It's TAX FREE WEEKEND in Tulsa Aug 5-7th, so Happy Shopping but you may want to use these tips to help you SAVE even more!~ Karla
Ready or not, it’s almost back-to-school season in some places. It seems like summer just started, but here we are once again. And according to the National Retail Federation, the average family is planning to spend $848.90 on back-to-school supplies! That’s way up from last year and it’s a lot for crayons, backpacks and calculators. Want to avoid spending a small fortune? These tips can help you keep your back-to-school spending under control.
- Reuse and recycle - You probably have a lot of things from last year that can be used again. Give those backpacks and lunchboxes a good wash and start going through supplies you have at home to see if you have notebooks, pencils, pens and binders that can be put back into rotation.

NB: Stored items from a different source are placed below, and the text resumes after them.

use serde::{Deserialize, Serialize};

use crate::error::{EngineError, Result};
use crate::models::PoiType;

/// Feature toggles and numeric knobs for one engine run.
///
/// Every boolean defaults to off and unknown keys are ignored, so a host can
/// pass whatever option bag it has.
#[derive(Debug, Clone, Serialize, Deserialize)]
#[serde(default)]
pub struct EngineConfig {
    // Display
    pub show_hidden_swings: bool,
    pub show_fake_breaks: bool,

    // Per-type trade toggles
    pub trade_extremum_ob: bool,
    pub trade_inducement_ob: bool,
    pub trade_inducement_sweep: bool,
    pub trade_extremum_sweep: bool,
    pub trade_choch_inducement: bool,
    pub trade_fvg: bool,
    pub trade_breaker: bool,

    // Simulator
    pub with_move: bool,
    pub min_rr: f64,
    pub fee_rate: f64,
    pub lot_size: f64,
    pub risk_budget: f64,
    pub break_even_rr: f64,

    // Overlays
    pub sessions: bool,
    pub weekly: bool,

    // POI detection
    pub imbalance_lookahead: usize,
    pub fvg_offset: usize,
}

impl Default for EngineConfig {
    fn default() -> Self {
        Self {
            show_hidden_swings: false,
            show_fake_breaks: false,
            trade_extremum_ob: false,
            trade_inducement_ob: false,
            trade_inducement_sweep: false,
            trade_extremum_sweep: false,
            trade_choch_inducement: false,
            trade_fvg: false,
            trade_breaker: false,
            with_move: false,
            min_rr: 3.0,
            fee_rate: 0.0,
            lot_size: 1.0,
            risk_budget: 100.0,
            break_even_rr: 1.0,
            sessions: false,
            weekly: false,
            imbalance_lookahead: 20,
            fvg_offset: 1,
        }
    }
}

impl EngineConfig {
    pub fn trades(&self, poi_type: PoiType) -> bool {
        match poi_type {
            PoiType::ExtremumOrderBlock => self.trade_extremum_ob,
            PoiType::InducementOrderBlock => self.trade_inducement_ob,
            PoiType::InducementSweep => self.trade_inducement_sweep,
            PoiType::ExtremumSweep => self.trade_extremum_sweep,
            PoiType::ChochInducement => self.trade_choch_inducement,
            PoiType::FairValueGap => self.trade_fvg,
            PoiType::BreakerBlock => self.trade_breaker,
        }
    }

    pub fn enabled_types(&self) -> Vec<PoiType> {
        PoiType::ALL
            .into_iter()
            .filter(|t| self.trades(*t))
            .collect()
    }

    pub fn with_all_trades(mut self) -> Self {
        self.trade_extremum_ob = true;
        self.trade_inducement_ob = true;
        self.trade_inducement_sweep = true;
        self.trade_extremum_sweep = true;
        self.trade_choch_inducement = true;
        self.trade_fvg = true;
        self.trade_breaker = true;
        self
    }

    pub fn validate(&self) -> Result<()> {
        if !self.min_rr.is_finite() || self.min_rr < 0.0 {
            return Err(EngineError::InvalidConfig(format!(
                "min_rr must be >= 0, got {}",
                self.min_rr
            )));
        }
        if !self.fee_rate.is_finite() || self.fee_rate < 0.0 {
            return Err(EngineError::InvalidConfig(format!(
                "fee_rate must be >= 0, got {}",
                self.fee_rate
            )));
        }
        if !self.lot_size.is_finite() || self.lot_size <= 0.0 {
            return Err(EngineError::InvalidConfig(format!(
                "lot_size must be > 0, got {}",
                self.lot_size
            )));
        }
        if !self.risk_budget.is_finite() || self.risk_budget <= 0.0 {
            return Err(EngineError::InvalidConfig(format!(
                "risk_budget must be > 0, got {}",
                self.risk_budget
            )));
        }
        if !self.break_even_rr.is_finite() || self.break_even_rr <= 0.0 {
            return Err(EngineError::InvalidConfig(format!(
                "break_even_rr must be > 0, got {}",
                self.break_even_rr
            )));
        }
        if self.imbalance_lookahead == 0 {
            return Err(EngineError::InvalidConfig(
                "imbalance_lookahead must be > 0".to_string(),
            ));
        }
        if self.fvg_offset > 2 {
            return Err(EngineError::InvalidConfig(format!(
                "fvg_offset must be 0, 1 or 2, got {}",
                self.fvg_offset
            )));
        }
        Ok(())
    }
}

/// Settings for the `backtest` binary: where candles live, which symbols to
/// run, and the engine config shared by every symbol.
#[derive(Debug, Clone, Serialize, Deserialize)]
pub struct Config {
    pub data_dir: String,
    pub symbols: Vec<String>,
    pub log_level: String,
    pub engine: EngineConfig,
}

impl Config {
    pub fn from_env() -> Self {
        dotenvy::dotenv().ok();

        let env = |key: &str, default: &str| -> String {
            std::env::var(key).unwrap_or_else(|_| default.to_string())
        };
        let flag = |key: &str| -> bool {
            matches!(env(key, "false").to_lowercase().as_str(), "true" | "1" | "yes")
        };

        let defaults = EngineConfig::default();
        let mut engine = EngineConfig {
            show_hidden_swings: flag("SHOW_HIDDEN_SWINGS"),
            show_fake_breaks: flag("SHOW_FAKE_BREAKS"),
            with_move: flag("WITH_MOVE"),
            sessions: flag("SESSIONS"),
            weekly: flag("WEEKLY"),
            min_rr: env("MIN_RR", "3").parse().unwrap_or(defaults.min_rr),
            fee_rate: env("FEE_RATE", "0").parse().unwrap_or(defaults.fee_rate),
            lot_size: env("LOT_SIZE", "1").parse().unwrap_or(defaults.lot_size),
            risk_budget: env("RISK_BUDGET", "100")
                .parse()
                .unwrap_or(defaults.risk_budget),
            imbalance_lookahead: env("IMBALANCE_LOOKAHEAD", "20")
                .parse()
                .unwrap_or(defaults.imbalance_lookahead),
            ..defaults
        };
        if flag("TRADE_ALL") {
            engine = engine.with_all_trades();
        }

        let symbols = env("SYMBOLS", "BTC-USD")
            .split(',')
            .map(|s| s.trim().to_string())
            .filter(|s| !s.is_empty())
            .collect();

        Config {
            data_dir: env("DATA_DIR", "data"),
            symbols,
            log_level: env("LOG_LEVEL", "info"),
            engine,
        }
    }
}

- Invest in gear that’s built to last - Sometimes, you really do get what you paid for, like with L.L. Bean backpacks. They cost more up front, but it’s worth it when they don’t have to be replaced.
- Put off some clothes shopping now - Your kid won’t need that sweatshirt anytime soon, so let them wear their summer clothes for now and buy jeans and wintery clothing items later. And bonus - the back-to-school clothes will be on sale then to make room for holiday stuff!
- Focus your time and effort on big-ticket items - Don’t waste your energy and time running to three stores to save 50-cents on notebooks, instead focus on saving money on pricier things like computers and calculators.
- Skip the disposables - Ditch the plastic baggies and spring for reusable lunch containers that you don’t have to replenish, plus, they’re better for the planet, too.
- Buy plain and DIY - Get plain white binders and simple folders and let your kids get creative with stickers and markers to personalize them.
- Let your kids cover their own wish lists - You cover the basics, but that locker disco ball? Your kid can save the $15 for that little extra, or they’ll decide they don’t actually need it when their own money is involved.